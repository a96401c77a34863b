use langbridge::locale::{display_name, is_bcp47, is_iso639_1, is_locale, LOCALES};
use langbridge::Locale;
use proptest::prelude::*;

fn any_locale() -> impl Strategy<Value = Locale> {
    prop::sample::select(LOCALES.to_vec())
        .prop_map(|code| Locale::from_posix(code).expect("registry codes are valid"))
}

fn registry_position(locale: Locale) -> usize {
    LOCALES
        .iter()
        .position(|code| *code == locale.as_posix())
        .expect("locale comes from the registry")
}

proptest! {
    #[test]
    fn posix_and_bcp47_spellings_round_trip(locale in any_locale()) {
        let bcp47 = locale.to_bcp47();
        prop_assert_eq!(Locale::from_bcp47(&bcp47), Some(locale));
        prop_assert_eq!(Locale::from_posix(locale.as_posix()), Some(locale));
        prop_assert!(is_locale(locale.as_posix()));
        prop_assert!(is_bcp47(&bcp47));
        // The two spellings only differ in the separator.
        prop_assert_eq!(bcp47.replace('-', "_"), locale.as_posix());
    }

    #[test]
    fn resolve_accepts_every_registered_spelling(locale in any_locale()) {
        prop_assert_eq!(Locale::resolve(locale.as_posix()), Some(locale));
        prop_assert_eq!(Locale::resolve(&locale.to_bcp47()), Some(locale));
    }

    #[test]
    fn language_code_reverse_lookup_is_registry_first_match(locale in any_locale()) {
        let language = locale.language();
        prop_assert!(is_iso639_1(language));

        let resolved = Locale::from_iso639_1(language).expect("language of a registered locale");
        prop_assert_eq!(resolved.language(), language);
        // Reverse lookup picks the earliest registry entry for the language,
        // so it can never land after the locale we started from.
        prop_assert!(registry_position(resolved) <= registry_position(locale));
    }

    #[test]
    fn serde_representation_is_the_posix_code(locale in any_locale()) {
        let json = serde_json::to_string(&locale).expect("locale serializes");
        prop_assert_eq!(&json, &format!("\"{}\"", locale.as_posix()));
        let back: Locale = serde_json::from_str(&json).expect("locale deserializes");
        prop_assert_eq!(back, locale);
    }

    #[test]
    fn display_name_is_never_empty(locale in any_locale()) {
        prop_assert!(!display_name(locale.as_posix()).is_empty());
    }

    #[test]
    fn rtl_flag_is_a_language_property(locale in any_locale()) {
        prop_assert_eq!(
            locale.is_rtl(),
            langbridge::locale::is_rtl_language(locale.language())
        );
    }
}

#[test]
fn reverse_lookup_quirks_are_stable() {
    // These pairings fall out of registry order and are relied on by
    // callers resolving bare language codes; pin them.
    let expectations = [
        ("en", "en_GB"),
        ("fr", "fr_CA"),
        ("es", "es_MX"),
        ("nl", "nl_BE"),
        ("pt", "pt_BR"),
        ("zh", "zh_HK"),
        ("sr", "sr_BA"),
    ];
    for (language, expected) in expectations {
        assert_eq!(
            Locale::from_iso639_1(language).map(|l| l.as_posix()),
            Some(expected),
            "reverse lookup for `{language}`"
        );
    }
}

#[test]
fn unregistered_codes_do_not_resolve() {
    for code in ["", "xx", "en_ZZ", "q", "english", "en-us-x-foo"] {
        assert_eq!(Locale::resolve(code), None, "`{code}` must not resolve");
    }
}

__________________________________________________

§ **WHAT THE TASK REQUIRES**:
Once you have read the entries above, copy them out exactly as they were given.

§ **OUTPUT OF THE EXERCISE**:
repository a96401c77a34863b
use langbridge::locale::{display_name, is_bcp47, is_iso639_1, is_locale, LOCALES};
use langbridge::Locale;
use proptest::prelude::*;

fn any_locale() -> impl Strategy<Value = Locale> {
    prop::sample::select(LOCALES.to_vec())
        .prop_map(|code| Locale::from_posix(code).expect("registry codes are valid"))
}

fn registry_position(locale: Locale) -> usize {
    LOCALES
        .iter()
        .position(|code| *code == locale.as_posix())
        .expect("locale comes from the registry")
}

proptest! {
    #[test]
    fn posix_and_bcp47_spellings_round_trip(locale in any_locale()) {
        let bcp47 = locale.to_bcp47();
        prop_assert_eq!(Locale::from_bcp47(&bcp47), Some(locale));
        prop_assert_eq!(Locale::from_posix(locale.as_posix()), Some(locale));
        prop_assert!(is_locale(locale.as_posix()));
        prop_assert!(is_bcp47(&bcp47));
        // The two spellings only differ in the separator.
        prop_assert_eq!(bcp47.replace('-', "_"), locale.as_posix());
    }

    #[test]
    fn resolve_accepts_every_registered_spelling(locale in any_locale()) {
        prop_assert_eq!(Locale::resolve(locale.as_posix()), Some(locale));
        prop_assert_eq!(Locale::resolve(&locale.to_bcp47()), Some(locale));
    }

    #[test]
    fn language_code_reverse_lookup_is_registry_first_match(locale in any_locale()) {
        let language = locale.language();
        prop_assert!(is_iso639_1(language));

        let resolved = Locale::from_iso639_1(language).expect("language of a registered locale");
        prop_assert_eq!(resolved.language(), language);
        // Reverse lookup picks the earliest registry entry for the language,
        // so it can never land after the locale we started from.
        prop_assert!(registry_position(resolved) <= registry_position(locale));
    }

    #[test]
    fn serde_representation_is_the_posix_code(locale in any_locale()) {
        let json = serde_json::to_string(&locale).expect("locale serializes");
        prop_assert_eq!(&json, &format!("\"{}\"", locale.as_posix()));
        let back: Locale = serde_json::from_str(&json).expect("locale deserializes");
        prop_assert_eq!(back, locale);
    }

    #[test]
    fn display_name_is_never_empty(locale in any_locale()) {
        prop_assert!(!display_name(locale.as_posix()).is_empty());
    }

    #[test]
    fn rtl_flag_is_a_language_property(locale in any_locale()) {
        prop_assert_eq!(
            locale.is_rtl(),
            langbridge::locale::is_rtl_language(locale.language())
        );
    }
}

#[test]
fn reverse_lookup_quirks_are_stable() {
    // These pairings fall out of registry order and are relied on by
    // callers resolving bare language codes; pin them.
    let expectations = [
        ("en", "en_GB"),
        ("fr", "fr_CA"),
        ("es", "es_MX"),
        ("nl", "nl_BE"),
        ("pt", "pt_BR"),
        ("zh", "zh_HK"),
        ("sr", "sr_BA"),
    ];
    for (language, expected) in expectations {
        assert_eq!(
            Locale::from_iso639_1(language).map(|l| l.as_posix()),
            Some(expected),
            "reverse lookup for `{language}`"
        );
    }
}

#[test]
fn unregistered_codes_do_not_resolve() {
    for code in ["", "xx", "en_ZZ", "q", "english", "en-us-x-foo"] {
        assert_eq!(Locale::resolve(code), None, "`{code}` must not resolve");
    }
}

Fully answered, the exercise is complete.